Injustice for All

Asking a group of comic fans who did the best interpretation of the Joker can be a great way of starting an argument.  Between movies and voice acting, there are at least a dozen people who have portrayed the iconic villain and they’ve each given the character their own spin and collected their own group of supporters.  But whoever your favorite is, there’s a very good reason why the Joker has become infamous — his madness gives him a strength of will and a certainty of purpose that most people simply can’t manage, and that gets things done.  Of course, they’re almost invariably horrible things, but it’s still a lot of accomplishment.  The Batman is one of the few who can hope to match him, and of course he’s not exactly mentally stable, either, so it’s no wonder that their opposition to each other has reached the point of legend.

The Joker returns home to Harley after a long day of homicidal rampaging.

Injustice for All is a fan-made short using the DC universe that daringly offers up its own version of perhaps the world’s most famous psychopath, played by Chris Newman.  Here his instantly recognizable look comes from a rare genetic disorder called (appropriately) harlequin ichthyosis.  It’s a real condition, though it doesn’t actually work quite the way it does here, and provides a refreshingly different reason for the Joker’s bizarre appearance, avoiding the usual scars and freakish chemical-based accidents.

The movie begins in Arkham Asylum, where Harley Quinn (Erica Hoveland) is a closely-guarded inmate.  A visit from Lex Luthor (Donavan Darius, also one of the writers) prompts her to tell something of her and the Joker’s story, and with him involved you know it’s a doozy of a story.  The plot is inspired by the popular video game Injustice: Gods Among Us, and it’s a tale that rocks the whole DC universe, featuring as it does a nuclear device, the destruction of a good chunk of Metropolis, and a rogue Superman.  But it was the Joker’s machinations that started everything, and if anyone knows anything about the Joker, it’s Harley — though of course she isn’t going to be the most reliable of witnesses.

Many of the DC favorites are here, including Catwoman (Jamie Bernadette, 4/20 Massacre), Lois Lane (Julia Voth), and Jimmy Olsen (director Danny Mooney), and every character rings true.  It’s a beautifully cast, wonderfully written homage that gives the Joker just the right combination of pure psychosis and the very darkest of dark — yet strangely whimsical — humor.  It’s got to be pretty intimidating to play the Clown Prince of Crime himself, but Newman’s performance shines among many excellent performances.  Check out this film, and you might just find yourself a new favorite Joker.

Reina

We all know the things you’re never supposed to talk about on a first date: politics, religion, and past relationships.  Sometimes, though, despite knowing we shouldn’t and despite our best intentions, we still somehow find ourselves ranting about the last election or saying something vaguely rude about the Pastafarians and then discovering that your date is one.  In the short film Reina, our first glimpse of Seth (Sergio Castillo) is of him telling a long, emotional, clearly not appropriate for a first date story about being cruelly separated from Reina, his longtime love.  Meanwhile, Seth’s date Michelle (Kat Pena) is playing on her phone and occasionally almost pretending to care about his tale of woe.  So you know there’s very little chance of a second date at this point.

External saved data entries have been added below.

use std::fs;
use std::path::Path;

use jwalk::{Parallelism, WalkDir};

/// Sum the apparent sizes of all regular files under `path`.
///
/// Symlinks are not followed and entries that cannot be read count as zero, so
/// the result is a best-effort figure for display only.
pub fn estimate_size(path: &Path) -> u64 {
    let meta = match fs::metadata(path) {
        Ok(m) => m,
        Err(_) => return 0,
    };
    if meta.is_file() {
        return meta.len();
    }
    if !meta.is_dir() {
        return 0;
    }

    let walker = WalkDir::new(path)
        .skip_hidden(false)
        .follow_links(false)
        .sort(false)
        .parallelism(Parallelism::Serial);

    let mut total: u64 = 0;
    for entry in walker.into_iter().flatten() {
        if !entry.file_type().is_file() {
            continue;
        }
        if let Ok(meta) = entry.metadata() {
            total = total.saturating_add(meta.len());
        }
    }
    total
}

/// Format bytes into human-readable string
pub fn format_size(bytes: u64) -> String {
    const KB: u64 = 1024;
    const MB: u64 = KB * 1024;
    const GB: u64 = MB * 1024;
    const TB: u64 = GB * 1024;

    if bytes >= TB {
        format!("{:.1} TB", bytes as f64 / TB as f64)
    } else if bytes >= GB {
        format!("{:.1} GB", bytes as f64 / GB as f64)
    } else if bytes >= MB {
        format!("{:.1} MB", bytes as f64 / MB as f64)
    } else if bytes >= KB {
        format!("{:.1} KB", bytes as f64 / KB as f64)
    } else {
        format!("{} B", bytes)
    }
}

/// Calculate percentage of size relative to total
pub fn size_percentage(size: u64, total: u64) -> f64 {
    if total == 0 {
        0.0
    } else {
        (size as f64 / total as f64) * 100.0
    }
}

#[cfg(test)]
mod tests {
    use super::*;
    use tempfile::TempDir;

    #[test]
    fn test_format_size() {
        assert_eq!(format_size(0), "0 B");
        assert_eq!(format_size(512), "512 B");
        assert_eq!(format_size(1024), "1.0 KB");
        assert_eq!(format_size(1536), "1.5 KB");
        assert_eq!(format_size(1024 * 1024), "1.0 MB");
        assert_eq!(format_size(1024 * 1024 * 1024), "1.0 GB");
        assert_eq!(format_size(1024 * 1024 * 1024 * 1024), "1.0 TB");
    }

    #[test]
    fn test_size_percentage() {
        assert_eq!(size_percentage(50, 100), 50.0);
        assert_eq!(size_percentage(0, 100), 0.0);
        assert_eq!(size_percentage(100, 0), 0.0);
    }

    #[test]
    fn test_estimate_size_nested() {
        let temp = TempDir::new().unwrap();
        fs::write(temp.path().join("a.bin"), vec![0u8; 1000]).unwrap();
        fs::create_dir_all(temp.path().join("sub/deeper")).unwrap();
        fs::write(temp.path().join("sub/b.bin"), vec![0u8; 200]).unwrap();
        fs::write(temp.path().join("sub/deeper/.hidden"), vec![0u8; 30]).unwrap();

        assert_eq!(estimate_size(temp.path()), 1230);
    }

    #[test]
    fn test_estimate_size_single_file_and_missing() {
        let temp = TempDir::new().unwrap();
        let file = temp.path().join("app.log");
        fs::write(&file, "hello").unwrap();

        assert_eq!(estimate_size(&file), 5);
        assert_eq!(estimate_size(&temp.path().join("nope")), 0);
    }

    #[cfg(unix)]
    #[test]
    fn test_estimate_size_ignores_broken_symlink() {
        let temp = TempDir::new().unwrap();
        fs::write(temp.path().join("real"), vec![0u8; 10]).unwrap();
        std::os::unix::fs::symlink(temp.path().join("gone"), temp.path().join("dangling"))
            .unwrap();

        assert_eq!(estimate_size(temp.path()), 10);
    }
}
use crumbs_core::{EventSource, MenuEvent, Selection};
use ratatui::{Terminal, backend::Backend, style::Style, widgets::Widget};

use crate::app::{Action, AppMode, AppState};
use crate::ui::{AppLayout, Footer, Header, HelpView, MenuView, SummaryBar, Theme};

use super::event::{AppEvent, EventHandler};
use super::handler::handle_key;

/// Terminal-backed event source: draws the menu, then waits for a key that
/// means something to the selection state machine
pub struct TuiSession<'a, B: Backend> {
    terminal: &'a mut Terminal<B>,
    state: AppState,
    events: EventHandler,
    theme: Theme,
    error: Option<color_eyre::Report>,
}

impl<'a, B: Backend> TuiSession<'a, B> {
    pub fn new(terminal: &'a mut Terminal<B>, state: AppState) -> Self {
        Self {
            terminal,
            state,
            events: EventHandler::new(100),
            theme: Theme::default(),
            error: None,
        }
    }

    /// Terminal failure that ended the session early, if any
    pub fn take_error(&mut self) -> Option<color_eyre::Report> {
        self.error.take()
    }

    fn draw(&mut self, selection: &Selection) -> color_eyre::Result<()> {
        let state = &mut self.state;
        let theme = &self.theme;

        self.terminal.draw(|frame| {
            let area = frame.area();
            let layout = AppLayout::new(area);

            frame
                .buffer_mut()
                .set_style(area, Style::default().bg(theme.bg));

            state.visible_height = layout.list.height as usize;
            state.ensure_visible(selection.cursor());

            Header::new(state, selection.len(), theme).render(layout.header, frame.buffer_mut());
            SummaryBar::new(selection, theme).render(layout.summary, frame.buffer_mut());
            MenuView::new(selection, state.scroll_offset, theme)
                .render(layout.list, frame.buffer_mut());

            if state.mode == AppMode::Help {
                HelpView::new(theme).render(area, frame.buffer_mut());
            }

            Footer::new(state.mode, state.dry_run, theme).render(layout.footer, frame.buffer_mut());
        })?;
        Ok(())
    }
}

impl<B: Backend> EventSource for TuiSession<'_, B> {
    fn next_event(&mut self, selection: &Selection) -> Option<MenuEvent> {
        loop {
            if let Err(e) = self.draw(selection) {
                self.error = Some(e);
                return None;
            }

            match self.events.next() {
                Ok(AppEvent::Key(key)) => match handle_key(key, self.state.mode) {
                    Action::Menu(event) => return Some(event),
                    Action::ShowHelp => self.state.show_help(),
                    Action::HideHelp => self.state.hide_help(),
                    Action::Tick => {}
                },
                // Redrawn on the next pass
                Ok(AppEvent::Resize) | Ok(AppEvent::Tick) => {}
                Err(e) => {
                    self.error = Some(e);
                    return None;
                }
            }
        }
    }
}
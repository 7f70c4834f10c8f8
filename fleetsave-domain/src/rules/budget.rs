use super::{RuleOutcome, SavingsRule, positive};
use fleetsave_types::assumptions::Assumptions;
use fleetsave_types::config::FleetConfiguration;
use fleetsave_types::restriction::RestrictionKind;
use fleetsave_types::savings::SavingsComponent;

/// Savings from capping each car's charging spend at a monthly budget.
pub struct BudgetRule;

impl BudgetRule {
    /// Yearly per-car saving, clamped at zero before scaling to the fleet.
    fn per_car(mileage: f64, budget: f64, a: &Assumptions) -> f64 {
        let unrestricted = mileage * a.kwh_per_distance * a.unrestricted_kwh_price;
        let budgeted = Assumptions::MONTHS_PER_YEAR * budget;
        (unrestricted - budgeted).max(0.0)
    }
}

impl SavingsRule for BudgetRule {
    fn component(&self) -> SavingsComponent {
        SavingsComponent::Budget
    }

    fn evaluate(&self, cfg: &FleetConfiguration, assumptions: &Assumptions) -> RuleOutcome {
        if !cfg.has(RestrictionKind::MonthlyBudget) {
            return RuleOutcome::inactive(self.component());
        }
        let Some(budget) = positive(cfg.monthly_charging_budget) else {
            return RuleOutcome::inactive(self.component());
        };

        let per_car = Self::per_car(cfg.yearly_mileage_allowed, budget, assumptions);
        RuleOutcome::applied(self.component(), per_car * f64::from(cfg.car_count))
    }
}
use super::{RuleOutcome, SavingsRule, positive};
use fleetsave_types::assumptions::Assumptions;
use fleetsave_types::config::FleetConfiguration;
use fleetsave_types::restriction::RestrictionKind;
use fleetsave_types::savings::SavingsComponent;

/// Savings from refusing sessions priced above a per-kWh cap.
pub struct PriceCapRule;

impl SavingsRule for PriceCapRule {
    fn component(&self) -> SavingsComponent {
        SavingsComponent::PriceCap
    }

    fn evaluate(&self, cfg: &FleetConfiguration, assumptions: &Assumptions) -> RuleOutcome {
        // A monthly budget takes precedence; both are never computed together.
        if !cfg.has(RestrictionKind::PriceCap) || cfg.has(RestrictionKind::MonthlyBudget) {
            return RuleOutcome::inactive(self.component());
        }
        let Some(cap) = positive(cfg.kwh_price_cap) else {
            return RuleOutcome::inactive(self.component());
        };

        let amount = (assumptions.reference_kwh_price - cap)
            * cfg.yearly_mileage_allowed
            * assumptions.kwh_per_distance
            * f64::from(cfg.car_count);
        RuleOutcome::applied(self.component(), amount)
    }
}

Michelle takes a break from texting the gory details to her friends.

Realizing his mistake, Seth apologizes profusely and manages to talk the apparently extremely forgiving Michelle into starting over with a drink at the bar down the street.  Unfortunately, they realize too late that they’ve walked into a dangerous situation, as Dmitry, Sergey, and Vlad (Ron Orlovsky, Travis Mitchell of Partitioned_Heart, and Woodrow Proctor) are up to no good.  For a while, it seems as though this is one awkward date that might end up as a tragedy instead of just a horror story to share with friends.  But much to everyone’s surprise, it seems as though Reina — or at least her full, sad story — just might change everything.

Despite how dire it might sound, this is absolutely a comedy, with Dmitry’s gang sometimes in danger of stealing all their scenes with their antics.  But it’s also a comedy with heart, as it delves into some of the more painful experiences all humans share and how they can help bring us together — even with people we might normally be terrified of.  Pena as Michelle speaks volumes with her expressions, clearly often convinced that she’s the only sensible person in the room.  Castillo’s hapless Seth is a decent guy but also seems to be one of those magnets for trouble and bizarre events, and sometimes seems to be barely muddling through.  The end result of throwing all these characters together is a charmingly funny film that’s both sweet and a little zany, realistic and over the top.  It’s one of the worst — and the best — first date stories you’ll ever hear.